Dataset entries
============================================================

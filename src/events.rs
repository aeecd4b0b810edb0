//! Analytics event sink.
//!
//! Structured game/move events for offline analytics. Emission is
//! best-effort: failures are logged and never bubble back into game logic.
//! A broker-backed sink (the production analytics pipeline) plugs in behind
//! [`EventSink`]; this crate ships the JSONL file sink.

use std::fs::OpenOptions;
use std::io::Write;
use std::path::{Path, PathBuf};
use std::sync::Mutex;

use chrono::Utc;
use tracing::warn;

use crate::state::board::Side;
use crate::state::session::{FinishReason, GameRecord};

/// Events emitted by the game core.
#[derive(Debug, Clone, PartialEq)]
pub enum GameEvent {
    /// A move was applied without finishing the game.
    Move {
        game_id: String,
        col: usize,
        side: Side,
    },
    /// A session reached a terminal state; carries the persisted record.
    GameFinished {
        record: GameRecord,
        reason: FinishReason,
    },
}

impl GameEvent {
    /// Wire form. Finished games note a forfeit explicitly; win and draw are
    /// readable off the record itself.
    pub fn to_json(&self) -> serde_json::Value {
        match self {
            Self::Move { game_id, col, side } => serde_json::json!({
                "type": "move",
                "gameId": game_id,
                "col": col,
                "player": side.as_num(),
            }),
            Self::GameFinished { record, reason } => {
                let mut event = serde_json::json!({
                    "type": "game_finished",
                    "game": record,
                });
                if *reason == FinishReason::Forfeit {
                    event["reason"] = serde_json::json!("forfeit");
                }
                event
            }
        }
    }
}

/// Sink for game events. Best-effort; no delivery guarantee required.
pub trait EventSink: Send + Sync {
    fn emit(&self, event: &GameEvent);
}

/// Appends events to a JSONL file, one timestamped object per line.
#[derive(Debug)]
pub struct FileEventSink {
    path: PathBuf,
    lock: Mutex<()>,
}

impl FileEventSink {
    pub fn new(data_dir: &Path) -> Self {
        Self {
            path: data_dir.join("events.jsonl"),
            lock: Mutex::new(()),
        }
    }
}

impl EventSink for FileEventSink {
    fn emit(&self, event: &GameEvent) {
        let mut json = event.to_json();
        json["timestamp"] = serde_json::json!(Utc::now().to_rfc3339());

        let _guard = self.lock.lock().expect("event sink lock poisoned");
        let result = OpenOptions::new()
            .create(true)
            .append(true)
            .open(&self.path)
            .and_then(|mut file| writeln!(file, "{}", json));
        if let Err(err) = result {
            warn!(%err, path = %self.path.display(), "failed to append event");
        }
    }
}

#[cfg(test)]
mod tests {
    use super::*;
    use pretty_assertions::assert_eq;

    fn record() -> GameRecord {
        let now = Utc::now();
        GameRecord {
            id: "g_1".to_string(),
            player1: "alice".to_string(),
            player2: "bob".to_string(),
            winner: "alice".to_string(),
            duration_secs: 12,
            started_at: now,
            ended_at: now,
        }
    }

    #[test]
    fn test_move_event_shape() {
        let event = GameEvent::Move {
            game_id: "g_1".to_string(),
            col: 3,
            side: Side::Two,
        };
        let json = event.to_json();
        assert_eq!(json["type"], "move");
        assert_eq!(json["gameId"], "g_1");
        assert_eq!(json["col"], 3);
        assert_eq!(json["player"], 2);
    }

    #[test]
    fn test_forfeit_carries_reason() {
        let event = GameEvent::GameFinished {
            record: record(),
            reason: FinishReason::Forfeit,
        };
        assert_eq!(event.to_json()["reason"], "forfeit");

        let event = GameEvent::GameFinished {
            record: record(),
            reason: FinishReason::Win,
        };
        assert!(event.to_json().get("reason").is_none());
    }

    #[test]
    fn test_file_sink_appends_lines() {
        let dir = tempfile::tempdir().unwrap();
        let sink = FileEventSink::new(dir.path());

        sink.emit(&GameEvent::Move {
            game_id: "g_1".to_string(),
            col: 0,
            side: Side::One,
        });
        sink.emit(&GameEvent::GameFinished {
            record: record(),
            reason: FinishReason::Win,
        });

        let contents = std::fs::read_to_string(dir.path().join("events.jsonl")).unwrap();
        let lines: Vec<&str> = contents.lines().collect();
        assert_eq!(lines.len(), 2);

        let first: serde_json::Value = serde_json::from_str(lines[0]).unwrap();
        assert_eq!(first["type"], "move");
        assert!(first["timestamp"].is_string());

        let second: serde_json::Value = serde_json::from_str(lines[1]).unwrap();
        assert_eq!(second["type"], "game_finished");
        assert_eq!(second["game"]["winner"], "alice");
    }
}
#[cfg(test)]
mod tests {
    use super::*;
    use crate::state::board::{DEFAULT_COLS, DEFAULT_ROWS};
    use pretty_assertions::assert_eq;

    fn session() -> Session {
        Session::new(
            "g_test".to_string(),
            "alice".to_string(),
            "bob".to_string(),
            None,
            DEFAULT_ROWS,
            DEFAULT_COLS,
        )
    }

    fn bot_session() -> Session {
        Session::new(
            "g_test".to_string(),
            "alice".to_string(),
            BOT_NAME.to_string(),
            Some(Side::Two),
            DEFAULT_ROWS,
            DEFAULT_COLS,
        )
    }

    #[test]
    fn test_new_session_is_playing() {
        let s = session();
        assert_eq!(s.status, SessionStatus::Playing);
        assert_eq!(s.turn, Side::One);
        assert!(s.result.is_none());
        assert!(s.finished_at.is_none());
    }

    #[test]
    fn test_sides() {
        let s = session();
        assert_eq!(s.side_of("alice"), Some(Side::One));
        assert_eq!(s.side_of("bob"), Some(Side::Two));
        assert_eq!(s.side_of("mallory"), None);
        assert_eq!(s.player_name(Side::Two), "bob");
    }

    #[test]
    fn test_move_flips_turn() {
        let mut s = session();
        let outcome = s.apply_move(3);
        assert_eq!(
            outcome,
            MoveOutcome::Placed {
                row: DEFAULT_ROWS - 1,
                col: 3,
                side: Side::One,
            }
        );
        assert_eq!(s.turn, Side::Two);
    }

    #[test]
    fn test_invalid_column_ignored() {
        let mut s = session();
        assert_eq!(s.apply_move(DEFAULT_COLS + 1), MoveOutcome::Ignored);
        assert_eq!(s.turn, Side::One);
    }

    #[test]
    fn test_full_column_ignored() {
        let mut s = session();
        for _ in 0..DEFAULT_ROWS {
            s.apply_move(0);
        }
        let turn_before = s.turn;
        assert_eq!(s.apply_move(0), MoveOutcome::Ignored);
        assert_eq!(s.turn, turn_before);
    }

    #[test]
    fn test_win_finishes_session() {
        let mut s = session();
        // One: 0,1,2,3 wins; Two: 0,1,2 in between
        s.apply_move(0);
        s.apply_move(0);
        s.apply_move(1);
        s.apply_move(1);
        s.apply_move(2);
        s.apply_move(2);
        let outcome = s.apply_move(3);

        match outcome {
            MoveOutcome::Finished { record, reason } => {
                assert_eq!(reason, FinishReason::Win);
                assert_eq!(record.winner, "alice");
                assert_eq!(record.player1, "alice");
                assert_eq!(record.player2, "bob");
            }
            other => panic!("expected win, got {:?}", other),
        }
        assert_eq!(s.status, SessionStatus::Finished);
        assert_eq!(s.result, Some(GameResult::Winner("alice".to_string())));
        assert!(s.finished_at.is_some());
    }

    #[test]
    fn test_finished_session_never_has_empty_result() {
        let mut s = session();
        s.apply_move(0);
        s.apply_move(0);
        s.apply_move(1);
        s.apply_move(1);
        s.apply_move(2);
        s.apply_move(2);
        s.apply_move(3);

        assert_eq!(s.status, SessionStatus::Finished);
        assert!(s.result.is_some());
        assert_ne!(s.result_str(), "");
    }

    #[test]
    fn test_moves_after_finish_ignored() {
        let mut s = session();
        s.apply_move(0);
        s.apply_move(0);
        s.apply_move(1);
        s.apply_move(1);
        s.apply_move(2);
        s.apply_move(2);
        s.apply_move(3);
        assert_eq!(s.status, SessionStatus::Finished);

        let board_before = s.board.clone();
        assert_eq!(s.apply_move(4), MoveOutcome::Ignored);
        assert_eq!(s.board, board_before);
        assert_eq!(s.status, SessionStatus::Finished);
    }

    #[test]
    fn test_draw_on_full_board() {
        // 2x2 board cannot hold a 4-run, so filling it is always a draw
        let mut s = Session::new(
            "g_test".to_string(),
            "alice".to_string(),
            "bob".to_string(),
            None,
            2,
            2,
        );
        s.apply_move(0); // One
        s.apply_move(0); // Two
        s.apply_move(1); // One
        let outcome = s.apply_move(1); // Two fills the board

        match outcome {
            MoveOutcome::Finished { record, reason } => {
                assert_eq!(reason, FinishReason::Draw);
                assert_eq!(record.winner, DRAW_RESULT);
            }
            other => panic!("expected draw, got {:?}", other),
        }
        assert_eq!(s.result, Some(GameResult::Draw));
    }

    #[test]
    fn test_forfeit_awards_other_player() {
        let mut s = session();
        let record = s.forfeit("alice").unwrap();
        assert_eq!(record.winner, "bob");
        assert_eq!(s.status, SessionStatus::Finished);
    }

    #[test]
    fn test_forfeit_is_idempotent() {
        let mut s = session();
        s.forfeit("alice").unwrap();
        assert!(s.forfeit("alice").is_none());
        assert!(s.forfeit("bob").is_none());
    }

    #[test]
    fn test_forfeit_unknown_player_is_noop() {
        let mut s = session();
        assert!(s.forfeit("mallory").is_none());
        assert_eq!(s.status, SessionStatus::Playing);
    }

    #[test]
    fn test_bot_turn_detection() {
        let mut s = bot_session();
        assert!(!s.is_bot_turn());
        s.apply_move(0);
        assert!(s.is_bot_turn());
    }

    #[test]
    fn test_bot_flag_authoritative_over_name() {
        // A human who happens to be called "Bot" is not a bot
        let s = Session::new(
            "g_test".to_string(),
            "alice".to_string(),
            BOT_NAME.to_string(),
            None,
            DEFAULT_ROWS,
            DEFAULT_COLS,
        );
        assert!(!s.is_bot_turn());
    }

    #[test]
    fn test_attach_detach() {
        let (tx, _rx) = tokio::sync::mpsc::unbounded_channel();
        let mut s = session();
        s.attach(ClientHandle::new("alice".to_string(), tx));
        assert!(s.is_attached("alice"));
        assert_eq!(s.attached().count(), 1);

        s.detach("alice");
        assert!(!s.is_attached("alice"));
    }

    #[test]
    fn test_snapshot_shape() {
        let s = session();
        let snap = s.snapshot();
        assert_eq!(snap["rows"], DEFAULT_ROWS);
        assert_eq!(snap["cols"], DEFAULT_COLS);
        assert_eq!(snap["turn"], 1);
        assert!(snap["board"].is_array());
    }

    #[test]
    fn test_registry() {
        let mut registry = SessionRegistry::new();
        let shared = SharedSession::new(session());
        registry.insert(shared.clone());

        assert!(registry.contains("g_test"));
        assert_eq!(registry.count(), 1);
        assert!(registry.get("g_test").is_some());
        assert_eq!(registry.handles().len(), 1);

        registry.remove("g_test");
        assert!(!registry.contains("g_test"));
    }
}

============================================================

EXERCISE: Give the total number of lines in the entries that contain the word "crate", with no other words.

TASK ANSWER: 4